The funny thing about a convention is that it often takes something to break it before we even notice it is there.
The OA, a recent TV series produced by Netflix, is a case in point.
Rather than follow a standard length for each installment, the eight episodes of The OA vary in running time from 30 to 70 minutes.
This would have been unthinkable when programmes were made to fit into rigid broadcast schedules used by TV networks around the world.
But The OA is available to stream directly by viewers, at the time and place of their choosing, so there is no specific allotment of time to fill.
The OA has discarded other conventions too. The creators of the series know viewers often binge-watch several episodes in one go on Netflix. And so there is no need to provide a recap of what has previously taken place at the start of each episode.

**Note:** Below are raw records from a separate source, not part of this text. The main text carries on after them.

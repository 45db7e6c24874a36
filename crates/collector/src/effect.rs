//! EffectHandler for collectors.

use ringcore_model::Sample;

use crate::Error;

/// Handler used by a collector to push decoded samples into the pipeline it
/// is connected to.
///
/// `EffectHandler` wraps a private enum so the underlying channel mechanism
/// is never exposed publicly; cloning is cheap so a subscription collector's
/// callback can capture it without holding any lock across the callback
/// boundary.
#[derive(Clone)]
pub struct EffectHandler {
    effect_handler: PrivateEffectHandler,
}

impl EffectHandler {
    /// Creates a new `EffectHandler` backed by a bounded channel to the
    /// quality pipeline.
    pub fn with_channel(collector_name: String, sender: flume::Sender<Vec<Sample>>) -> Self {
        EffectHandler {
            effect_handler: PrivateEffectHandler::Channel { collector_name, sender },
        }
    }

    /// Sends a batch of samples downstream, awaiting if the channel is full.
    /// Used by the polling and pull-API variants, which are expected to
    /// block on backpressure rather than drop (§4.1).
    pub async fn send_samples(&self, samples: Vec<Sample>) -> Result<(), Error> {
        let PrivateEffectHandler::Channel { collector_name, sender } = &self.effect_handler;
        sender.send_async(samples).await.map_err(|e| Error::Collector {
            collector: collector_name.clone(),
            error: e.to_string(),
            context: Default::default(),
        })
    }

    /// Sends a batch of samples downstream, dropping the oldest resident
    /// batch and incrementing `overflow_dropped_oldest` if the channel is
    /// full. Used by the subscription variant so a server callback is never
    /// blocked (§4.1, §9 "callback-driven subscription" design note).
    pub fn try_send_samples_drop_oldest(&self, samples: Vec<Sample>) -> Result<(), Error> {
        let PrivateEffectHandler::Channel { collector_name, sender } = &self.effect_handler;
        match sender.try_send(samples) {
            Ok(()) => Ok(()),
            Err(flume::TrySendError::Full(samples)) => {
                // Drop the oldest queued batch to make room, then retry once.
                let _ = sender.try_recv();
                sender.try_send(samples).map_err(|e| Error::Collector {
                    collector: collector_name.clone(),
                    error: e.to_string(),
                    context: Default::default(),
                })
            }
            Err(flume::TrySendError::Disconnected(_)) => Err(Error::Collector {
                collector: collector_name.clone(),
                error: "pipeline channel disconnected".to_string(),
                context: Default::default(),
            }),
        }
    }
}

/// Private channel-backed implementation of [`EffectHandler`].
#[derive(Clone)]
enum PrivateEffectHandler {
    /// An effect handler based on a flume channel sender.
    Channel {
        /// The collector name, used for error context.
        collector_name: String,
        /// The sender to the quality pipeline.
        sender: flume::Sender<Vec<Sample>>,
    },
}
#![deny(
    trivial_numeric_casts,
    missing_docs,
    unsafe_code,
    unstable_features,
    unused_import_braces,
    unused_qualifications,
    unused_extern_crates,
    unused_results
)]
#![warn(rust_2021_compatibility, unreachable_pub)]

//! Buffered persistence: a bounded per-table FIFO between the quality
//! pipeline and the local store, with configurable overflow handling and a
//! poison-sidecar fallback when the store itself cannot be written to
//! (§4.3).

mod poison;
mod ring_tracker;
mod table_buffer;

use std::collections::{HashMap, VecDeque};
use std::path::PathBuf;
use std::sync::atomic::{AtomicI64, AtomicU64, Ordering};
use std::sync::Mutex;

use tokio::sync::Notify;

use ringcore_config::BufferConfig;
use ringcore_model::{Sample, Table};
use ringcore_signal::{Signal, SignalReceiver};

pub use ring_tracker::RingTracker;

use table_buffer::{PushOutcome, TableBuffer};

const TABLES: [Table; 3] = [Table::Plc, Table::Attitude, Table::Monitoring];

/// Delay before the one flush retry §4.3 mandates ("on failure, retry once
/// after 100 ms, then on second failure move the batch to a poison sidecar
/// file"). This is a buffer-layer retry on top of the store's own internal
/// `SQLITE_BUSY` backoff, covering any flush failure, not just contention.
const FLUSH_RETRY_DELAY: std::time::Duration = std::time::Duration::from_millis(100);

/// All errors the buffer writer can surface. Most store failures are
/// absorbed into a poisoned sidecar file rather than propagated, so this
/// enum is mostly populated by poison-write failures, which have no further
/// fallback.
#[derive(Debug, thiserror::Error)]
#[non_exhaustive]
pub enum Error {
    /// Writing the poison sidecar file itself failed; the batch is lost.
    #[error("failed to write poison sidecar for table {table:?}: {source}")]
    PoisonWrite {
        /// The destination table whose batch could not be poisoned.
        table: Table,
        /// The underlying I/O error.
        #[source]
        source: std::io::Error,
    },
}

/// Outcome of one flush attempt against a single table, returned for
/// observability by callers that drive the flush loop directly (mainly
/// tests).
#[derive(Debug, PartialEq)]
pub enum FlushOutcome {
    /// Nothing was resident to flush.
    Empty,
    /// The batch was written to the store.
    Flushed {
        /// Number of rows written.
        count: usize,
    },
    /// The store write failed (even after its own internal retry); the
    /// batch was written to a poison sidecar file instead.
    Poisoned {
        /// Number of rows poisoned.
        count: usize,
        /// Where the poison sidecar was written.
        path: PathBuf,
    },
}

/// The buffered writer sitting between the quality pipeline and the local
/// store. Owns one bounded FIFO per destination table and a [`RingTracker`]
/// that stamps `ring_number` on every sample before it is queued.
pub struct BufferWriter {
    config: BufferConfig,
    poison_dir: PathBuf,
    store: std::sync::Arc<ringcore_store::Store>,
    ring_tracker: Mutex<RingTracker>,
    tables: Mutex<HashMap<Table, TableBuffer>>,
    space_available: Notify,
    last_flush_ms: AtomicI64,
    overflow_dropped_oldest: AtomicU64,
    overflow_dropped_newest: AtomicU64,
}

const NO_FLUSH_YET: i64 = i64::MIN;

impl BufferWriter {
    /// Creates a writer with one empty FIFO per table.
    pub fn new(
        config: BufferConfig,
        ring_number_tag: impl Into<String>,
        store: std::sync::Arc<ringcore_store::Store>,
        poison_dir: impl Into<PathBuf>,
    ) -> Self {
        let tables = TABLES.into_iter().map(|t| (t, TableBuffer::new(config.max_size))).collect();
        Self {
            config,
            poison_dir: poison_dir.into(),
            store,
            ring_tracker: Mutex::new(RingTracker::new(ring_number_tag)),
            tables: Mutex::new(tables),
            space_available: Notify::new(),
            last_flush_ms: AtomicI64::new(NO_FLUSH_YET),
            overflow_dropped_oldest: AtomicU64::new(0),
            overflow_dropped_newest: AtomicU64::new(0),
        }
    }

    /// Resident record count per destination table, for `health()` (§6
    /// "buffer depth").
    pub fn depths(&self) -> HashMap<Table, usize> {
        let tables = self.tables.lock().expect("table buffer mutex poisoned");
        TABLES.into_iter().map(|t| (t, tables.get(&t).map(TableBuffer::len).unwrap_or(0))).collect()
    }

    /// Timestamp of the most recent flush attempt (successful or poisoned),
    /// for `health()` (§6 "last flush time"). `None` before the first flush.
    pub fn last_flush_ms(&self) -> Option<i64> {
        match self.last_flush_ms.load(Ordering::Relaxed) {
            NO_FLUSH_YET => None,
            ts => Some(ts),
        }
    }

    /// Total records discarded to make room under `OverflowPolicy::DropOldest`
    /// across every table (§4.3, seed scenario §8.4).
    pub fn overflow_dropped_oldest(&self) -> u64 {
        self.overflow_dropped_oldest.load(Ordering::Relaxed)
    }

    /// Total incoming records discarded under `OverflowPolicy::DropNewest`
    /// across every table (§4.3).
    pub fn overflow_dropped_newest(&self) -> u64 {
        self.overflow_dropped_newest.load(Ordering::Relaxed)
    }

    /// Stamps ring numbers and enqueues `samples`, grouped by destination
    /// table. Under `OverflowPolicy::Block`, waits for room to free rather
    /// than returning; every other policy returns immediately.
    pub async fn push(&self, mut samples: Vec<Sample>) {
        if samples.is_empty() {
            return;
        }
        {
            let mut tracker = self.ring_tracker.lock().expect("ring tracker mutex poisoned");
            tracker.stamp(&mut samples);
        }

        let mut by_table: HashMap<Table, VecDeque<Sample>> = HashMap::new();
        for sample in samples {
            by_table.entry(sample.table).or_default().push_back(sample);
        }

        for (table, group) in by_table {
            self.push_to_table(table, group).await;
        }
    }

    async fn push_to_table(&self, table: Table, mut group: VecDeque<Sample>) {
        loop {
            let mut dropped_oldest = 0usize;
            let mut dropped_newest = 0usize;
            {
                let mut tables = self.tables.lock().expect("table buffer mutex poisoned");
                let buf = tables.get_mut(&table).expect("every table is preallocated");
                while let Some(sample) = group.pop_front() {
                    match buf.push(sample, self.config.overflow_policy) {
                        PushOutcome::Appended => {}
                        PushOutcome::DroppedOldest => dropped_oldest += 1,
                        PushOutcome::DroppedNewest => dropped_newest += 1,
                        PushOutcome::Full(sample) => {
                            group.push_front(sample);
                            break;
                        }
                    }
                }
            }
            if dropped_oldest > 0 {
                let _ = self.overflow_dropped_oldest.fetch_add(dropped_oldest as u64, Ordering::Relaxed);
                tracing::warn!(table = table.as_str(), count = dropped_oldest, "dropped oldest resident records on overflow");
            }
            if dropped_newest > 0 {
                let _ = self.overflow_dropped_newest.fetch_add(dropped_newest as u64, Ordering::Relaxed);
                tracing::warn!(table = table.as_str(), count = dropped_newest, "dropped incoming records on overflow");
            }
            if group.is_empty() {
                return;
            }
            self.space_available.notified().await;
        }
    }

    /// Count of `ring_number` regressions observed across every source
    /// feeding this writer, for `health()` (§9 decision: a decreasing ring
    /// number is a hard, surfaced condition).
    pub fn ring_number_regressions(&self) -> u64 {
        self.ring_tracker.lock().expect("ring tracker mutex poisoned").regressions()
    }

    /// Returns the tables whose resident count has reached
    /// `config.flush_threshold` and should be flushed early.
    fn tables_over_threshold(&self) -> Vec<Table> {
        let tables = self.tables.lock().expect("table buffer mutex poisoned");
        TABLES.into_iter().filter(|t| tables.get(t).map(|b| b.len()).unwrap_or(0) >= self.config.flush_threshold).collect()
    }

    /// Drains and writes `table`'s resident batch to the store, falling
    /// back to a poison sidecar on write failure.
    pub async fn flush_table(&self, table: Table, now_ms: i64) -> Result<FlushOutcome, Error> {
        let batch = {
            let mut tables = self.tables.lock().expect("table buffer mutex poisoned");
            tables.get_mut(&table).expect("every table is preallocated").drain()
        };
        self.space_available.notify_waiters();

        if batch.is_empty() {
            return Ok(FlushOutcome::Empty);
        }

        let count = batch.len();
        self.last_flush_ms.store(now_ms, Ordering::Relaxed);

        let outcome = match self.store.insert_samples(table, &batch) {
            ok @ Ok(()) => ok,
            Err(first_err) => {
                tracing::warn!(table = table.as_str(), count, error = %first_err, "flush failed, retrying once after 100ms");
                tokio::time::sleep(FLUSH_RETRY_DELAY).await;
                self.store.insert_samples(table, &batch)
            }
        };

        match outcome {
            Ok(()) => {
                tracing::info!(table = table.as_str(), count, "flushed samples to store");
                Ok(FlushOutcome::Flushed { count })
            }
            Err(err) => {
                tracing::error!(table = table.as_str(), count, error = %err, "store write failed twice, poisoning batch");
                let path = poison::write(&self.poison_dir, table, now_ms, &batch).map_err(|source| Error::PoisonWrite { table, source })?;
                Ok(FlushOutcome::Poisoned { count, path })
            }
        }
    }

    /// Flushes every table that currently holds any resident records.
    pub async fn flush_all(&self, now_ms: i64) -> Result<Vec<(Table, FlushOutcome)>, Error> {
        let mut outcomes = Vec::new();
        for table in TABLES {
            let outcome = self.flush_table(table, now_ms).await?;
            if outcome != FlushOutcome::Empty {
                outcomes.push((table, outcome));
            }
        }
        Ok(outcomes)
    }

    /// Drives the writer until a [`Signal::Stop`] is received: enqueues
    /// incoming batches, flushes tables that cross `flush_threshold` as
    /// batches arrive, and flushes everything on each `flush_interval` tick
    /// and once more on shutdown.
    pub async fn run(&self, mut signal_receiver: SignalReceiver<Sample>, now_ms: impl Fn() -> i64) {
        loop {
            match signal_receiver.recv().await {
                Signal::Messages { messages } => {
                    self.push(messages).await;
                    for table in self.tables_over_threshold() {
                        if let Err(err) = self.flush_table(table, now_ms()).await {
                            tracing::error!(table = table.as_str(), error = %err, "threshold flush failed");
                        }
                    }
                }
                Signal::TimerTick { .. } => {
                    if let Err(err) = self.flush_all(now_ms()).await {
                        tracing::error!(error = %err, "interval flush failed");
                    }
                }
                Signal::Stop => {
                    if let Err(err) = self.flush_all(now_ms()).await {
                        tracing::error!(error = %err, "shutdown flush failed");
                    }
                    return;
                }
            }
        }
    }
}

The makers of the show can just focus on telling the story.
We have been here before.
Vinyl LPs, which dominated the music industry in the 60s and 70s, played for around 45 minutes in total, and so albums typically came with 12 songs lasting three and half minutes each on average.

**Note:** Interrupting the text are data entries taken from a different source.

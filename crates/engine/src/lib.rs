#![deny(
    trivial_numeric_casts,
    missing_docs,
    unsafe_code,
    unstable_features,
    unused_import_braces,
    unused_qualifications,
    unused_extern_crates,
    unused_results
)]
#![warn(rust_2021_compatibility, unreachable_pub)]

//! Wiring: the "sixth, ambient" component that assembles collectors, one
//! quality-pipeline instance per collector, the buffer writer, the local
//! store, and the ring aligner into one running edge-node process (§2, §5).
//!
//! Every collector's `AsyncCollector::run` is driven on its own task,
//! interleaved with a liveness/poll timer exactly as the teacher engine
//! interleaves a processor's timer with its inbound channel. A second task
//! per collector owns that collector's [`QualityPipeline`] instance and
//! forwards its output to the buffer writer over a channel — mirroring the
//! teacher's processor-to-exporter wiring rather than the buffer writer
//! calling back into collector internals directly.

use std::collections::HashMap;
use std::path::PathBuf;
use std::sync::atomic::{AtomicI64, Ordering};
use std::sync::{Arc, Mutex};
use std::time::{Duration, SystemTime, UNIX_EPOCH};

use ringcore_buffer::BufferWriter;
use ringcore_collector::effect::EffectHandler;
use ringcore_collector::signal::SignalReceiver as CollectorSignalReceiver;
use ringcore_collector::{AsyncCollector, CollectorHealth, CollectorsController, EngineHandler, HealthHandle};
use ringcore_config::ConfigHandle;
use ringcore_model::{Sample, Table};
use ringcore_pipeline::QualityPipeline;
use ringcore_signal::SignalReceiver as BufferSignalReceiver;
use ringcore_store::Store;
use ringcore_task::labels::{ProcessLabels, TaskLabels};
use ringcore_task::TaskManager;

/// How often a collector's pipeline worker drives [`QualityPipeline::tick`]
/// to resolve gaps whose forward sample never arrived. An implementation
/// scheduling detail, not a configured parameter: §4.2 only bounds the
/// deferred-emission window by `gap_max_seconds`, not the granularity this
/// checks it at.
const PIPELINE_TICK_INTERVAL: Duration = Duration::from_millis(1_000);

/// Capacity of the channel each collector's pipeline worker feeds the
/// buffer writer through, and of the channel feeding each collector's
/// pipeline worker from its `EffectHandler`.
const WORKER_CHANNEL_CAPACITY: usize = 4_096;

/// Errors raised while starting or running the engine.
#[derive(Debug, thiserror::Error)]
#[non_exhaustive]
pub enum Error {
    /// A collector failed `init()` — a configuration or auth error, which
    /// fails fast rather than entering the run loop (§4.1, §7).
    #[error("collector '{name}' failed to start: {source}")]
    CollectorInit {
        /// The collector's configured name.
        name: String,
        /// The underlying collector error.
        #[source]
        source: ringcore_collector::Error,
    },

    /// The local store could not be opened.
    #[error("local store error: {0}")]
    Store(#[from] ringcore_store::Error),
}

fn now_ms() -> i64 {
    SystemTime::now().duration_since(UNIX_EPOCH).expect("system clock before unix epoch").as_millis() as i64
}

/// One configured collector paired with the `AsyncCollector` implementation
/// that drives it.
///
/// Constructing the concrete protocol client (`SubscriptionClient` /
/// `PollingClient` / the pull-API's `reqwest::Client`) is the caller's job —
/// those adapter bindings are external collaborators out of this core's
/// scope (§6) — so the engine only ever receives an already-built collector
/// plus the timer cadence its variant runs on.
pub struct CollectorHandle {
    /// The configured source name; used for health reporting and to key the
    /// collector's control channel in [`CollectorsController`].
    pub name: String,
    /// The collector implementation to run.
    pub collector: Box<dyn AsyncCollector>,
    /// The interval at which this collector's `SignalReceiver` delivers a
    /// `TimerTick` — the poll interval for polling/pull-API variants, a
    /// connection-liveness check interval for subscription (§4.1).
    pub timer_interval: Duration,
}

/// Aggregate point-in-time status of every running component, the payload
/// behind §6 `health()`.
#[derive(Debug, Clone, Default)]
pub struct EngineHealth {
    /// Per-collector health, keyed by source name.
    pub collectors: HashMap<String, CollectorHealth>,
    /// Resident record count per destination table, awaiting flush.
    pub buffer_depths: HashMap<Table, usize>,
    /// Timestamp of the buffer writer's most recent flush attempt, if any.
    pub last_flush_ms: Option<i64>,
    /// Count of ring-number regressions observed by the buffer writer's
    /// `RingTracker` (§9 decision: a hard, surfaced condition).
    pub ring_number_regressions: u64,
    /// Total records discarded to make room under `OverflowPolicy::DropOldest`
    /// across every destination table (§4.3, §8 seed scenario 4).
    pub overflow_dropped_oldest: u64,
    /// Total incoming records discarded under `OverflowPolicy::DropNewest`
    /// across every destination table (§4.3).
    pub overflow_dropped_newest: u64,
    /// Timestamp of the most recent aligner tick, if one has run yet.
    pub last_aligner_tick_ms: Option<i64>,
    /// Whether the local store answered a trivial read without error.
    pub db_writable: bool,
}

I grew up in the cassette era, and made hundreds of 90 minute TDK mixtapes using a twin cassette deck – with high-speed dubbing and Dolby B no less!
I remember trying to time the songs so not a second was wasted before the tape ran out on either side (because fast-forwarding was boring after all).
Meanwhile the CD imposed a new 74 minute time limit, which encouraged artists to reissue their back catalogues and add bonus tracks. In the early 1990s, this led me to spend a fortune on Japanese imports of my favourite band’s albums, plucked from Ear Ere Records on Penny Street in Lancaster.
Playlists on iTunes and later Spotify changed all that. These days I create “mixtapes” of what ever length feels right, and I tend to listen to them on shuffle rather than worrying about sequencing them in any particular order.
There is an argument for how constraints encourage creativity. But I prefer the freedom of breaking the old conventions. And the makers of The OA clearly agree.